II. Uses and Disclosures Requiring Authorization
We may use or disclose PHI for purposes outside of treatment, payment, and health care operations when your appropriate authorization is obtained. An "authorization" is written permission above and beyond the general consent that permits only specific disclosures. In those instances when we are asked for information for purposes outside of treatment, payment and health care operations, we will obtain an authorization from you before releasing this information, including uses and disclosures of PHI for marketing purposes, and disclosures that constitute a sale of PHI. Examples of disclosures requiring an authorization include disclosures to your partner, your spouse, your children and your legal counsel. Any disclosure involving psychotherapy notes, if any of us maintain them, will require your signed authorization, unless we are otherwise allowed or required by law to release them.
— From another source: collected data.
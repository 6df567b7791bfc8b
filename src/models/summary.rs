use chrono::{DateTime, Datelike, NaiveDate, TimeZone, Utc};
use serde::{Deserialize, Serialize};
use std::str::FromStr;
use thiserror::Error;

const MINUTE: i64 = 60;
const HOUR: i64 = 3_600;
const DAY: i64 = 86_400;
const WEEK: i64 = 7 * DAY;
/// 1970-01-05 was the first Monday after the epoch
const FIRST_MONDAY: i64 = 4 * DAY;

/// Timeline bucket granularity
#[derive(Debug, Clone, Copy, Default, PartialEq, Eq, Hash, Serialize, Deserialize)]
#[serde(rename_all = "lowercase")]
pub enum Interval {
    Minute,
    #[default]
    Hour,
    Day,
    Week,
    Month,
    Year,
}

#[derive(Debug, Clone, PartialEq, Eq, Error)]
#[error("unknown interval '{0}'")]
pub struct UnknownInterval(pub String);

impl FromStr for Interval {
    type Err = UnknownInterval;

    fn from_str(s: &str) -> Result<Self, Self::Err> {
        match s.trim().to_lowercase().as_str() {
            "minute" => Ok(Interval::Minute),
            "hour" => Ok(Interval::Hour),
            "day" => Ok(Interval::Day),
            "week" => Ok(Interval::Week),
            "month" => Ok(Interval::Month),
            "year" => Ok(Interval::Year),
            _ => Err(UnknownInterval(s.to_string())),
        }
    }
}

impl Interval {
    /// Parse a request parameter; anything unrecognised buckets hourly
    pub fn from_param(value: &str) -> Self {
        value.parse().unwrap_or_default()
    }

    pub fn as_str(&self) -> &'static str {
        match self {
            Interval::Minute => "minute",
            Interval::Hour => "hour",
            Interval::Day => "day",
            Interval::Week => "week",
            Interval::Month => "month",
            Interval::Year => "year",
        }
    }

    /// Start of the period containing `ts` (UTC, weeks start on Monday)
    pub fn truncate(&self, ts: DateTime<Utc>) -> DateTime<Utc> {
        let secs = ts.timestamp();
        let truncated = match self {
            Interval::Minute => secs.div_euclid(MINUTE) * MINUTE,
            Interval::Hour => secs.div_euclid(HOUR) * HOUR,
            Interval::Day => secs.div_euclid(DAY) * DAY,
            Interval::Week => (secs - FIRST_MONDAY).div_euclid(WEEK) * WEEK + FIRST_MONDAY,
            Interval::Month => return first_of(ts.year(), ts.month()),
            Interval::Year => return first_of(ts.year(), 1),
        };
        Utc.timestamp_opt(truncated, 0).single().unwrap_or(ts)
    }
}

fn first_of(year: i32, month: u32) -> DateTime<Utc> {
    NaiveDate::from_ymd_opt(year, month, 1)
        .and_then(|date| date.and_hms_opt(0, 0, 0))
        .map(|naive| naive.and_utc())
        .unwrap_or(DateTime::<Utc>::MIN_UTC)
}

/// A summary request after defaults are applied. `start <= end` always holds.
#[derive(Debug, Clone, PartialEq, Eq)]
pub struct AggregationQuery {
    pub code: String,
    pub start: DateTime<Utc>,
    pub end: DateTime<Utc>,
    pub interval: Interval,
}

impl AggregationQuery {
    /// The filter every projection of this query is evaluated against
    pub fn scope(&self) -> QueryScope {
        QueryScope {
            code: self.code.clone(),
            start: self.start.timestamp(),
            end: self.end.timestamp(),
        }
    }
}

/// `(code, start, end)` predicate in store terms (unix seconds, both ends inclusive)
#[derive(Debug, Clone, PartialEq, Eq)]
pub struct QueryScope {
    pub code: String,
    pub start: i64,
    pub end: i64,
}

/// Grouping dimension for breakdown queries
#[derive(Debug, Clone, Copy, PartialEq, Eq, Hash)]
pub enum Dimension {
    Browser,
    Os,
    Device,
    Country,
    Referrer,
}

impl Dimension {
    pub const ALL: [Dimension; 5] = [
        Dimension::Browser,
        Dimension::Os,
        Dimension::Device,
        Dimension::Country,
        Dimension::Referrer,
    ];

    /// Column in the `analytics` table
    pub fn column(&self) -> &'static str {
        match self {
            Dimension::Browser => "browser",
            Dimension::Os => "os",
            Dimension::Device => "device_type",
            Dimension::Country => "country",
            Dimension::Referrer => "referer",
        }
    }
}

#[derive(Debug, Clone, PartialEq, Eq, Serialize, Deserialize)]
pub struct TimelineEntry {
    pub time: DateTime<Utc>,
    pub count: u64,
}

#[derive(Debug, Clone, PartialEq, Eq, Serialize, Deserialize)]
pub struct DimensionCount {
    pub name: String,
    pub count: u64,
}

impl DimensionCount {
    pub fn new(name: impl Into<String>, count: u64) -> Self {
        Self {
            name: name.into(),
            count,
        }
    }
}

/// Aggregated statistics for one code over one time window
#[derive(Debug, Clone, Default, PartialEq, Eq, Serialize, Deserialize)]
pub struct AnalyticsSummary {
    pub total_clicks: u64,
    pub timeline: Vec<TimelineEntry>,
    pub browsers: Vec<DimensionCount>,
    pub os: Vec<DimensionCount>,
    pub devices: Vec<DimensionCount>,
    pub countries: Vec<DimensionCount>,
    pub referrers: Vec<DimensionCount>,
}

impl AnalyticsSummary {
    pub fn timeline_total(&self) -> u64 {
        self.timeline.iter().map(|entry| entry.count).sum()
    }
}

#[cfg(test)]
mod tests {
    use super::*;

    fn at(s: &str) -> DateTime<Utc> {
        DateTime::parse_from_rfc3339(s).unwrap().with_timezone(&Utc)
    }

    #[test]
    fn test_interval_parse() {
        assert_eq!("minute".parse::<Interval>(), Ok(Interval::Minute));
        assert_eq!("WEEK".parse::<Interval>(), Ok(Interval::Week));
        assert!("fortnight".parse::<Interval>().is_err());
    }

    #[test]
    fn test_unknown_interval_error_message() {
        let err = "fortnight".parse::<Interval>().unwrap_err();
        assert_eq!(err, UnknownInterval("fortnight".to_string()));
        assert_eq!(err.to_string(), "unknown interval 'fortnight'");

        let boxed: Box<dyn std::error::Error> = Box::new(err);
        assert!(boxed.source().is_none());
    }

    #[test]
    fn test_unknown_interval_defaults_to_hour() {
        assert_eq!(Interval::from_param("fortnight"), Interval::Hour);
        assert_eq!(Interval::from_param(""), Interval::Hour);
        assert_eq!(Interval::from_param("day"), Interval::Day);
    }

    #[test]
    fn test_truncate_each_interval() {
        let ts = at("2024-05-15T13:47:29Z"); // a Wednesday

        assert_eq!(Interval::Minute.truncate(ts), at("2024-05-15T13:47:00Z"));
        assert_eq!(Interval::Hour.truncate(ts), at("2024-05-15T13:00:00Z"));
        assert_eq!(Interval::Day.truncate(ts), at("2024-05-15T00:00:00Z"));
        assert_eq!(Interval::Week.truncate(ts), at("2024-05-13T00:00:00Z"));
        assert_eq!(Interval::Month.truncate(ts), at("2024-05-01T00:00:00Z"));
        assert_eq!(Interval::Year.truncate(ts), at("2024-01-01T00:00:00Z"));
    }

    #[test]
    fn test_week_truncation_boundaries() {
        // Monday stays put, Sunday goes back six days
        assert_eq!(
            Interval::Week.truncate(at("2024-05-13T00:00:00Z")),
            at("2024-05-13T00:00:00Z")
        );
        assert_eq!(
            Interval::Week.truncate(at("2024-05-19T23:59:59Z")),
            at("2024-05-13T00:00:00Z")
        );
    }

    #[test]
    fn test_scope_uses_unix_seconds() {
        let query = AggregationQuery {
            code: "abc".to_string(),
            start: at("2024-05-15T00:00:00Z"),
            end: at("2024-05-16T00:00:00Z"),
            interval: Interval::Hour,
        };
        let scope = query.scope();
        assert_eq!(scope.end - scope.start, DAY);
        assert_eq!(scope.code, "abc");
    }

    #[test]
    fn test_summary_serializes_with_snake_case_total() {
        let summary = AnalyticsSummary {
            total_clicks: 1,
            browsers: vec![DimensionCount::new("chrome", 1)],
            ..Default::default()
        };
        let json = serde_json::to_value(&summary).unwrap();
        assert_eq!(json["total_clicks"], 1);
        assert_eq!(json["browsers"][0]["name"], "chrome");
        assert!(json["referrers"].as_array().unwrap().is_empty());
    }
}
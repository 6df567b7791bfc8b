use crate::models::{Batch, Dimension, DimensionCount, Interval, QueryScope, TimelineEntry};
use anyhow::Result;
use async_trait::async_trait;
use chrono::{DateTime, Utc};
use thiserror::Error;

#[derive(Debug, Error)]
pub enum StorageError {
    #[error("analytics store unavailable: {0}")]
    Unavailable(#[source] sqlx::Error),
    #[error("analytics query failed: {0}")]
    Query(#[source] sqlx::Error),
    #[error(transparent)]
    Other(#[from] anyhow::Error),
}

impl From<sqlx::Error> for StorageError {
    fn from(err: sqlx::Error) -> Self {
        match err {
            sqlx::Error::Io(_)
            | sqlx::Error::Tls(_)
            | sqlx::Error::PoolTimedOut
            | sqlx::Error::PoolClosed
            | sqlx::Error::WorkerCrashed => StorageError::Unavailable(err),
            other => StorageError::Query(other),
        }
    }
}

impl StorageError {
    pub fn is_unavailable(&self) -> bool {
        matches!(self, StorageError::Unavailable(_))
    }
}

pub type StorageResult<T> = Result<T, StorageError>;

/// Columnar click store: the single batch writer plus the read projections the
/// query engine combines into a summary.
///
/// Every read takes the same [`QueryScope`], so all projections of one summary
/// describe the same event population.
#[async_trait]
pub trait AnalyticsStore: Send + Sync {
    /// Initialize the storage (create tables and indexes)
    async fn init(&self) -> Result<()>;

    /// Cheap round-trip to confirm the store is reachable
    async fn ping(&self) -> StorageResult<()>;

    /// Append the whole batch atomically; on error nothing is visible
    async fn write_batch(&self, batch: Batch) -> StorageResult<()>;

    /// Number of events matching the scope
    async fn count(&self, scope: &QueryScope) -> StorageResult<u64>;

    /// Event counts per interval bucket, ascending by bucket
    async fn timeline(
        &self,
        scope: &QueryScope,
        interval: Interval,
    ) -> StorageResult<Vec<TimelineEntry>>;

    /// Top `limit` values of a dimension by count, descending.
    /// The referrer dimension skips empty referers and reports host names.
    async fn breakdown(
        &self,
        scope: &QueryScope,
        dimension: Dimension,
        limit: u32,
    ) -> StorageResult<Vec<DimensionCount>>;

    /// Delete events created before `cutoff`, returning how many were removed
    async fn prune_before(&self, cutoff: DateTime<Utc>) -> StorageResult<u64>;
}

#[cfg(test)]
mod tests {
    use super::*;

    #[test]
    fn test_connectivity_errors_are_unavailable() {
        assert!(StorageError::from(sqlx::Error::PoolClosed).is_unavailable());
        assert!(StorageError::from(sqlx::Error::PoolTimedOut).is_unavailable());
        assert!(!StorageError::from(sqlx::Error::RowNotFound).is_unavailable());
    }
}
use axum::{
    body::Bytes,
    extract::State,
    http::StatusCode,
    Json,
};
use serde::Serialize;
use std::sync::Arc;

use crate::pipeline::{EventPublisher, PublishError};
use crate::query::AggregationQueryEngine;

pub struct AppState {
    pub engine: AggregationQueryEngine,
    pub publisher: EventPublisher,
}

#[derive(Serialize)]
pub struct ErrorResponse {
    pub error: String,
}

#[derive(Serialize)]
pub struct SuccessResponse {
    pub message: String,
}

pub(crate) fn error_response(
    status: StatusCode,
    error: impl Into<String>,
) -> (StatusCode, Json<ErrorResponse>) {
    (
        status,
        Json(ErrorResponse {
            error: error.into(),
        }),
    )
}

/// Accept one encoded click event for the consumer loop.
///
/// The body is queued as-is; malformed events are discarded by the consumer,
/// not rejected here.
pub async fn ingest_event(
    State(state): State<Arc<AppState>>,
    body: Bytes,
) -> Result<(StatusCode, Json<SuccessResponse>), (StatusCode, Json<ErrorResponse>)> {
    if body.is_empty() {
        return Err(error_response(StatusCode::BAD_REQUEST, "event body is required"));
    }

    match state.publisher.publish(body.to_vec()) {
        Ok(()) => Ok((
            StatusCode::ACCEPTED,
            Json(SuccessResponse {
                message: "queued".to_string(),
            }),
        )),
        Err(e @ PublishError::Full) => {
            tracing::warn!("Analytics event buffer full, dropping event");
            Err(error_response(StatusCode::SERVICE_UNAVAILABLE, e.to_string()))
        }
        Err(e @ PublishError::Closed) => {
            tracing::error!("Analytics consumer is not running, dropping event");
            Err(error_response(StatusCode::SERVICE_UNAVAILABLE, e.to_string()))
        }
    }
}

/// Health check endpoint
pub async fn health_check() -> Json<SuccessResponse> {
    Json(SuccessResponse {
        message: "OK".to_string(),
    })
}
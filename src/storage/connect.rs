//! Startup connection to the analytics store with bounded retry

use anyhow::{Context, Result};
use std::future::Future;
use std::sync::Arc;
use std::time::Duration;
use tracing::{info, warn};

use crate::config::{DatabaseBackend, DatabaseConfig};
use crate::storage::{AnalyticsStore, PostgresStore, SqliteStore};

/// Run `op` up to `attempts` times, sleeping `delay` between failures.
/// The last error is returned once attempts are exhausted.
pub async fn retry_with_delay<T, F, Fut>(attempts: u32, delay: Duration, mut op: F) -> Result<T>
where
    F: FnMut(u32) -> Fut,
    Fut: Future<Output = Result<T>>,
{
    let attempts = attempts.max(1);
    let mut attempt = 1;

    loop {
        match op(attempt).await {
            Ok(value) => return Ok(value),
            Err(e) if attempt < attempts => {
                warn!(attempt, error = %e, "Waiting for analytics store...");
                tokio::time::sleep(delay).await;
                attempt += 1;
            }
            Err(e) => {
                return Err(e.context(format!("gave up after {} attempts", attempts)));
            }
        }
    }
}

async fn open_store(config: &DatabaseConfig) -> Result<Arc<dyn AnalyticsStore>> {
    let store: Arc<dyn AnalyticsStore> = match config.backend {
        DatabaseBackend::Sqlite => {
            Arc::new(SqliteStore::new(&config.url, config.max_connections).await?)
        }
        DatabaseBackend::Postgres => {
            Arc::new(PostgresStore::new(&config.url, config.max_connections).await?)
        }
    };
    store.ping().await?;
    Ok(store)
}

/// Connect to the configured backend, retrying with a fixed delay
pub async fn connect_store(config: &DatabaseConfig) -> Result<Arc<dyn AnalyticsStore>> {
    let store = retry_with_delay(
        config.connect_attempts,
        config.connect_retry_delay(),
        |_| open_store(config),
    )
    .await
    .context("Failed to connect to analytics store")?;

    info!("Connected to {:?} analytics store", config.backend);
    Ok(store)
}
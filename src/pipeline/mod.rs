//! Event ingestion pipeline
//!
//! Message source → [`Enricher`](crate::enrich::Enricher) → [`Validator`] →
//! [`BatchAccumulator`] → [`AnalyticsStore::write_batch`](crate::storage::AnalyticsStore::write_batch),
//! driven by a single [`ConsumerLoop`].

pub mod accumulator;
pub mod consumer;
pub mod source;
pub mod validate;

pub use accumulator::BatchAccumulator;
pub use consumer::{ConsumerLoop, ConsumerStats};
pub use source::{ingest_channel, ChannelSource, EventPublisher, EventSource, PublishError, SourceError};
pub use validate::{ValidationError, Validator};
use axum::{
    routing::{get, post},
    Router,
};
use std::sync::Arc;
use tower_http::cors::CorsLayer;
use tower_http::trace::TraceLayer;

use super::analytics::get_summary;
use super::handlers::{health_check, ingest_event, AppState};
use crate::pipeline::EventPublisher;
use crate::query::AggregationQueryEngine;

pub fn create_api_router(engine: AggregationQueryEngine, publisher: EventPublisher) -> Router {
    let state = Arc::new(AppState { engine, publisher });

    Router::new()
        .route("/health", get(health_check))
        .route("/events", post(ingest_event))
        .route("/analytics/{code}", get(get_summary))
        .layer(TraceLayer::new_for_http())
        .layer(CorsLayer::permissive())
        .with_state(state)
}
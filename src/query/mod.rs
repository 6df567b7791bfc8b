//! Aggregation query layer
//!
//! Translates a `(code, start, end, interval)` request into a total count, a
//! bucketed timeline and per-dimension top lists. All seven projections share
//! one [`QueryScope`], so every breakdown describes the same population as
//! `total_clicks`.

use chrono::{DateTime, Duration, Utc};
use serde::Deserialize;
use std::sync::Arc;
use thiserror::Error;

use crate::models::{AggregationQuery, AnalyticsSummary, Dimension, Interval};
use crate::storage::{AnalyticsStore, StorageError};

/// Entries kept per dimension breakdown
pub const TOP_N: u32 = 10;

/// Window used when no start is given
pub const DEFAULT_WINDOW_HOURS: i64 = 24;

#[derive(Debug, Error)]
pub enum QueryError {
    #[error("invalid {field} time format (RFC3339 required)")]
    InvalidTimestamp { field: &'static str },
    #[error("start must not be after end")]
    InvalidRange,
    #[error(transparent)]
    Storage(#[from] StorageError),
}

/// Query-string parameters as they arrive from the HTTP layer
#[derive(Debug, Clone, Default, Deserialize)]
pub struct SummaryParams {
    pub start: Option<String>,
    pub end: Option<String>,
    pub interval: Option<String>,
}

fn parse_time(value: Option<&str>, field: &'static str) -> Result<Option<DateTime<Utc>>, QueryError> {
    match value.map(str::trim).filter(|v| !v.is_empty()) {
        Some(v) => DateTime::parse_from_rfc3339(v)
            .map(|t| Some(t.with_timezone(&Utc)))
            .map_err(|_| QueryError::InvalidTimestamp { field }),
        None => Ok(None),
    }
}

impl AggregationQuery {
    /// Apply defaults: `end` = now, `start` = end - 24h, `interval` = hour
    pub fn resolve(
        code: impl Into<String>,
        start: Option<DateTime<Utc>>,
        end: Option<DateTime<Utc>>,
        interval: Option<Interval>,
        now: DateTime<Utc>,
    ) -> Result<Self, QueryError> {
        let end = end.unwrap_or(now);
        let start = start.unwrap_or_else(|| end - Duration::hours(DEFAULT_WINDOW_HOURS));
        if start > end {
            return Err(QueryError::InvalidRange);
        }

        Ok(Self {
            code: code.into(),
            start,
            end,
            interval: interval.unwrap_or_default(),
        })
    }

    /// Parse raw request parameters; unknown intervals fall back to hourly
    pub fn from_params(
        code: impl Into<String>,
        params: &SummaryParams,
        now: DateTime<Utc>,
    ) -> Result<Self, QueryError> {
        let start = parse_time(params.start.as_deref(), "start")?;
        let end = parse_time(params.end.as_deref(), "end")?;
        let interval = params.interval.as_deref().map(Interval::from_param);
        Self::resolve(code, start, end, interval, now)
    }
}

/// Stateless and reentrant; clone freely and share across requests
#[derive(Clone)]
pub struct AggregationQueryEngine {
    store: Arc<dyn AnalyticsStore>,
}

impl AggregationQueryEngine {
    pub fn new(store: Arc<dyn AnalyticsStore>) -> Self {
        Self { store }
    }

    pub async fn summarize(&self, query: &AggregationQuery) -> Result<AnalyticsSummary, QueryError> {
        let scope = query.scope();
        let store = self.store.as_ref();

        let (total_clicks, timeline, browsers, os, devices, countries, referrers) = tokio::try_join!(
            store.count(&scope),
            store.timeline(&scope, query.interval),
            store.breakdown(&scope, Dimension::Browser, TOP_N),
            store.breakdown(&scope, Dimension::Os, TOP_N),
            store.breakdown(&scope, Dimension::Device, TOP_N),
            store.breakdown(&scope, Dimension::Country, TOP_N),
            store.breakdown(&scope, Dimension::Referrer, TOP_N),
        )?;

        Ok(AnalyticsSummary {
            total_clicks,
            timeline,
            browsers,
            os,
            devices,
            countries,
            referrers,
        })
    }
}

#[cfg(test)]
mod tests {
    use super::*;

    fn at(s: &str) -> DateTime<Utc> {
        DateTime::parse_from_rfc3339(s).unwrap().with_timezone(&Utc)
    }

    #[test]
    fn test_defaults() {
        let now = at("2024-05-15T12:00:00Z");
        let query = AggregationQuery::from_params("abc", &SummaryParams::default(), now).unwrap();

        assert_eq!(query.end, now);
        assert_eq!(query.start, at("2024-05-14T12:00:00Z"));
        assert_eq!(query.interval, Interval::Hour);
    }

    #[test]
    fn test_start_defaults_relative_to_explicit_end() {
        let now = at("2024-05-15T12:00:00Z");
        let params = SummaryParams {
            end: Some("2024-05-01T00:00:00Z".to_string()),
            ..Default::default()
        };
        let query = AggregationQuery::from_params("abc", &params, now).unwrap();
        assert_eq!(query.start, at("2024-04-30T00:00:00Z"));
    }

    #[test]
    fn test_unknown_interval_is_hourly() {
        let params = SummaryParams {
            interval: Some("fortnight".to_string()),
            ..Default::default()
        };
        let query = AggregationQuery::from_params("abc", &params, Utc::now()).unwrap();
        assert_eq!(query.interval, Interval::Hour);
    }

    #[test]
    fn test_invalid_timestamp() {
        let params = SummaryParams {
            start: Some("yesterday".to_string()),
            ..Default::default()
        };
        let err = AggregationQuery::from_params("abc", &params, Utc::now()).unwrap_err();
        assert!(matches!(err, QueryError::InvalidTimestamp { field: "start" }));
    }

    #[test]
    fn test_start_after_end_is_rejected() {
        let params = SummaryParams {
            start: Some("2024-05-02T00:00:00Z".to_string()),
            end: Some("2024-05-01T00:00:00Z".to_string()),
            ..Default::default()
        };
        let err = AggregationQuery::from_params("abc", &params, Utc::now()).unwrap_err();
        assert!(matches!(err, QueryError::InvalidRange));
    }

    #[test]
    fn test_offsets_are_converted_to_utc() {
        let params = SummaryParams {
            start: Some("2024-05-01T02:00:00+02:00".to_string()),
            end: Some("2024-05-01T03:00:00+02:00".to_string()),
            interval: Some("minute".to_string()),
        };
        let query = AggregationQuery::from_params("abc", &params, Utc::now()).unwrap();
        assert_eq!(query.start, at("2024-05-01T00:00:00Z"));
        assert_eq!(query.interval, Interval::Minute);
    }
}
You may revoke an authorization for future disclosures, but this will not be effective for past disclosures which you have authorized.
III. Uses and Disclosures Requiring Neither Consent nor Authorization
We may use or disclose PHI without your consent or authorization as allowed by law, including under the following circumstances:
Serious Threat to Health or Safety: If we believe that you pose a clear and substantial risk of imminent serious harm, or a clear and present danger, to yourself or another person we may disclose your relevant confidential information to public authorities, the potential victim, other professionals, and/or your family in order to protect against such harm. If you communicate to us an explicit threat of inflicting imminent and serious physical harm or causing the death of one or more clearly identifiable victims, and we believe you have the intent and ability to carry out the threat, then we may take one or more of the following actions in a timely manner: 1) take steps to hospitalize you on an emergency basis, 2) establish and undertake a treatment plan calculated to eliminate the possibility that you will carry out the threat, and initiate arrangements for a second opinion risk assessment with another mental health professional, 3) communicate to a law enforcement agency and, if feasible, to the potential victim(s), or victim's parent or guardian if a minor, all of the following information: a) the nature of the threat, b) your identity, and c) the identity of the potential victim(s We will inform you about these notices and obtain your written consent, if we deem it appropriate under the circumstances.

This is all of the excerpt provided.